= Activity =
Search the records for the string "CredentialNotFound", then copy each line where it appears.

= Provided information =

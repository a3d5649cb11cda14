//! The certification registry: every operation, every aggregate.
//!
//! [`CertificationRegistry`] owns all five state families — issuers, skill
//! categories, credentials, holder profiles, and the global counters —
//! behind one struct, so each mutating operation is a single `&mut self`
//! call. Every operation validates fully before its first write: a caller
//! observes either the whole effect or none of it.
//!
//! Validation order is part of the contract. Minting, for example, reports
//! a paused registry before an unknown category, and each operation's doc
//! comment lists its checks in the order they run.

use std::collections::HashMap;
use std::mem;

use serde::Serialize;
use skillcert_core::{
    AccountId, CertificationLevel, CredentialId, IssuerType, Tick, MAX_CATEGORY_DESCRIPTION_LEN,
    MAX_CATEGORY_NAME_LEN, MAX_ISSUER_NAME_LEN, MAX_METADATA_URI_LEN, MAX_SKILL_NAME_LEN,
};

use crate::category::SkillCategoryRecord;
use crate::credential::{CredentialRecord, CredentialState};
use crate::error::RegistryError;
use crate::issuer::IssuerRecord;
use crate::profile::HolderProfile;

/// Fee-rate ceiling enforced by [`CertificationRegistry::set_platform_fee`].
pub const MAX_PLATFORM_FEE: u64 = 5_000_000;

/// Fee rate a fresh registry starts with.
pub const DEFAULT_PLATFORM_FEE: u64 = 1_000_000;

/// Parameters for [`CertificationRegistry::mint_credential`].
///
/// `certification_level` carries the raw numeric code so that an
/// out-of-range value surfaces as the registry's own invalid-parameter
/// error instead of failing earlier at deserialization.
#[derive(Debug, Clone)]
pub struct MintRequest {
    pub holder: AccountId,
    pub skill_name: String,
    pub skill_category: String,
    pub certification_level: u64,
    pub validity_duration: u64,
    pub metadata_uri: String,
}

/// Point-in-time summary of the registry, consumed by the dashboard and
/// the metrics exporter.
#[derive(Debug, Clone, PartialEq, Eq, Serialize)]
pub struct RegistrySnapshot {
    pub total_credentials: u64,
    pub active_credentials: u64,
    pub expired_credentials: u64,
    pub revoked_credentials: u64,
    pub total_issuers: u64,
    pub verified_issuers: u64,
    pub total_categories: u64,
    pub active_categories: u64,
    pub holder_profiles: u64,
    pub paused: bool,
    pub platform_fee_rate: u64,
    pub accumulated_fees: u64,
}

/// The in-memory certification registry.
///
/// One administrator account is fixed at construction and gates
/// verification, category curation, fee configuration, pausing, and the
/// emergency revocation path. All other mutations authorize against the
/// records themselves (issuer of a credential, current holder).
#[derive(Debug, Clone)]
pub struct CertificationRegistry {
    admin: AccountId,
    paused: bool,
    platform_fee_rate: u64,
    accumulated_fees: u64,
    /// Mirrors `credentials.len()`; ids are dense so the next id is always
    /// `total_credentials + 1`.
    total_credentials: u64,
    issuers: HashMap<AccountId, IssuerRecord>,
    categories: HashMap<String, SkillCategoryRecord>,
    credentials: HashMap<CredentialId, CredentialRecord>,
    profiles: HashMap<AccountId, HolderProfile>,
}
//! Registry error taxonomy with a stable numeric contract.
//!
//! Every fallible registry operation reports one of the codes below. The
//! codes are part of the public API — clients, the HTTP layer, and the
//! test suites match on them — and must never be renumbered.
//!
//! | Code | Variant              | Meaning                                      |
//! |------|----------------------|----------------------------------------------|
//! | 100  | `NotOwner`           | caller is not the registry administrator     |
//! | 101  | `NotAuthorized`      | caller does not control the record           |
//! | 102  | `CredentialNotFound` | credential id is unknown                     |
//! | 103  | `InvalidParameter`   | request rejected by a validation rule        |
//! | 104  | `AlreadyVerified`    | issuer verification already happened         |
//! | 105  | `NotVerified`        | caller is not a verified issuer              |
//! | 106  | `ExpiredCredential`  | credential expiry tick has passed            |
//! | 0    | `UnknownCredential`  | validity probe against a nonexistent id      |
//!
//! `UnknownCredential` exists alongside `CredentialNotFound` because the
//! validity probe reports misses with a distinguished zero code rather than
//! the regular 102; see
//! [`credential_validity`](crate::CertificationRegistry::credential_validity).

use skillcert_core::CredentialId;

/// Errors returned by [`CertificationRegistry`](crate::CertificationRegistry)
/// operations.
#[derive(Debug, Clone, PartialEq, Eq, thiserror::Error)]
pub enum RegistryError {
    /// Caller is not the registry administrator (code 100).
    #[error("caller is not the registry administrator")]
    NotOwner,

    /// Caller does not control the record it names (code 101): not the
    /// credential's issuer or holder, or the target of `verify_issuer` was
    /// never registered.
    #[error("caller is not authorized for this record")]
    NotAuthorized,

    /// No credential exists under the given id (code 102).
    #[error("{id} does not exist")]
    CredentialNotFound { id: CredentialId },

    /// Request rejected by a validation rule (code 103): registry paused, a
    /// length bound or enum range violated, a name collision, a missing or
    /// inactive category, a revoked credential, a fee above its cap, or an
    /// issuer-initiated revocation attempt.
    #[error("invalid parameter: {reason}")]
    InvalidParameter { reason: &'static str },

    /// The issuer is already verified (code 104).
    #[error("issuer is already verified")]
    AlreadyVerified,

    /// Caller is not registered as a verified issuer (code 105).
    #[error("caller is not a verified issuer")]
    NotVerified,

    /// The credential's expiry tick has passed (code 106).
    #[error("{id} has expired")]
    ExpiredCredential { id: CredentialId },

    /// Distinguished zero-code miss reported only by the validity probe.
    #[error("{id} does not exist")]
    UnknownCredential { id: CredentialId },
}

impl RegistryError {
    /// The stable numeric code for this error.
    pub const fn code(&self) -> u32 {
        match self {
            RegistryError::NotOwner => 100,
            RegistryError::NotAuthorized => 101,
            RegistryError::CredentialNotFound { .. } => 102,
            RegistryError::InvalidParameter { .. } => 103,
            RegistryError::AlreadyVerified => 104,
            RegistryError::NotVerified => 105,
            RegistryError::ExpiredCredential { .. } => 106,
            RegistryError::UnknownCredential { .. } => 0,
        }
    }
}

= Reply =
//! | 102  | `CredentialNotFound` | credential id is unknown                     |
//! `UnknownCredential` exists alongside `CredentialNotFound` because the
    CredentialNotFound { id: CredentialId },
            RegistryError::CredentialNotFound { .. } => 102,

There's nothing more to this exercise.